_Data provided_.

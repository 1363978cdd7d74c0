use axum::{
    extract::{
        rejection::{JsonRejection, PathRejection},
        Path, State,
    },
    Json,
};
use common::types::Ack;
use models::{Property, PropertyData};
use service::Summary;
use tracing::warn;

use crate::errors::JsonApiError;
use crate::state::AppState;

fn body(input: Result<Json<PropertyData>, JsonRejection>) -> Result<PropertyData, JsonApiError> {
    input.map(|Json(data)| data).map_err(|rejection| {
        warn!(error = %rejection, "rejected property body");
        JsonApiError::bad_request(rejection.body_text())
    })
}

fn id(path: Result<Path<i64>, PathRejection>) -> Result<i64, JsonApiError> {
    path.map(|Path(id)| id).map_err(|rejection| {
        warn!(error = %rejection, "rejected property id");
        JsonApiError::bad_request(rejection.body_text())
    })
}

/// GET /properties. Always 200; a store failure yields `[]`.
pub async fn list(State(state): State<AppState>) -> Json<Vec<Property>> {
    Json(state.listings.list().await)
}

pub async fn summary(State(state): State<AppState>) -> Json<Summary> {
    Json(state.listings.summary().await)
}

/// POST /properties
pub async fn create(
    State(state): State<AppState>,
    input: Result<Json<PropertyData>, JsonRejection>,
) -> Result<Json<Property>, JsonApiError> {
    let data = body(input)?;
    state
        .listings
        .create(data)
        .await
        .map(Json)
        .map_err(|e| JsonApiError::from_service(e, "Failed to create property"))
}

/// PUT /property/:id. An `id` in the body is ignored.
pub async fn update(
    State(state): State<AppState>,
    path: Result<Path<i64>, PathRejection>,
    input: Result<Json<PropertyData>, JsonRejection>,
) -> Result<Json<Property>, JsonApiError> {
    let id = id(path)?;
    let data = body(input)?;
    state
        .listings
        .update(id, data)
        .await
        .map(Json)
        .map_err(|e| JsonApiError::from_service(e, "Failed to update"))
}

/// DELETE /property/:id
pub async fn delete(
    State(state): State<AppState>,
    path: Result<Path<i64>, PathRejection>,
) -> Result<Json<Ack>, JsonApiError> {
    let id = id(path)?;
    state
        .listings
        .delete(id)
        .await
        .map(|()| Json(Ack::ok()))
        .map_err(|e| JsonApiError::from_service(e, "Failed to delete"))
}
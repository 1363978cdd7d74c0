//! Storage abstractions for the listing service
//!
//! A `PropertyStore` reads the whole listings table and replaces it in full.
//! Backends: a local `.xlsx` workbook, a Google Sheets spreadsheet and an
//! in-process table.

use std::sync::Arc;

use async_trait::async_trait;
use configs::{StorageBackend, StorageConfig};
use models::Property;
use tracing::info;

use crate::errors::{ServiceError, StoreError};

pub mod google_auth;
pub mod memory;
pub mod sheets;
pub mod xlsx;

pub use memory::MemoryStore;
pub use sheets::SheetsStore;
pub use xlsx::XlsxStore;

/// Whole-table access to a tabular medium.
///
/// Ids are never persisted: `read_all` numbers rows by position and
/// `write_all` ignores the ids it is handed.
#[async_trait]
pub trait PropertyStore: Send + Sync {
    /// Short backend name for logs.
    fn backend(&self) -> &'static str;

    /// Make sure the header row is canonical. Backends without a header
    /// check keep the default no-op.
    async fn ensure_headers(&self) -> Result<(), StoreError> {
        Ok(())
    }

    /// Every row in sheet order; an absent or empty medium yields no rows.
    async fn read_all(&self) -> Result<Vec<Property>, StoreError>;

    /// Replace the table with `properties`, headers preserved.
    async fn write_all(&self, properties: &[Property]) -> Result<(), StoreError>;
}

/// Build the configured backend.
pub fn open_store(cfg: &StorageConfig) -> Result<Arc<dyn PropertyStore>, ServiceError> {
    let store: Arc<dyn PropertyStore> = match cfg.backend {
        StorageBackend::Xlsx => Arc::new(XlsxStore::from_config(&cfg.xlsx)),
        StorageBackend::Sheets => Arc::new(
            SheetsStore::from_config(&cfg.sheets).map_err(|e| ServiceError::Config(e.to_string()))?,
        ),
        StorageBackend::Memory => Arc::new(MemoryStore::new()),
    };
    info!(backend = store.backend(), "property store ready");
    Ok(store)
}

_Exercise goal_. A line qualifies when it holds the word "Backends"; report all qualifying lines from the records above.

_Written response_.
//! Backends: a local `.xlsx` workbook, a Google Sheets spreadsheet and an
    /// Make sure the header row is canonical. Backends without a header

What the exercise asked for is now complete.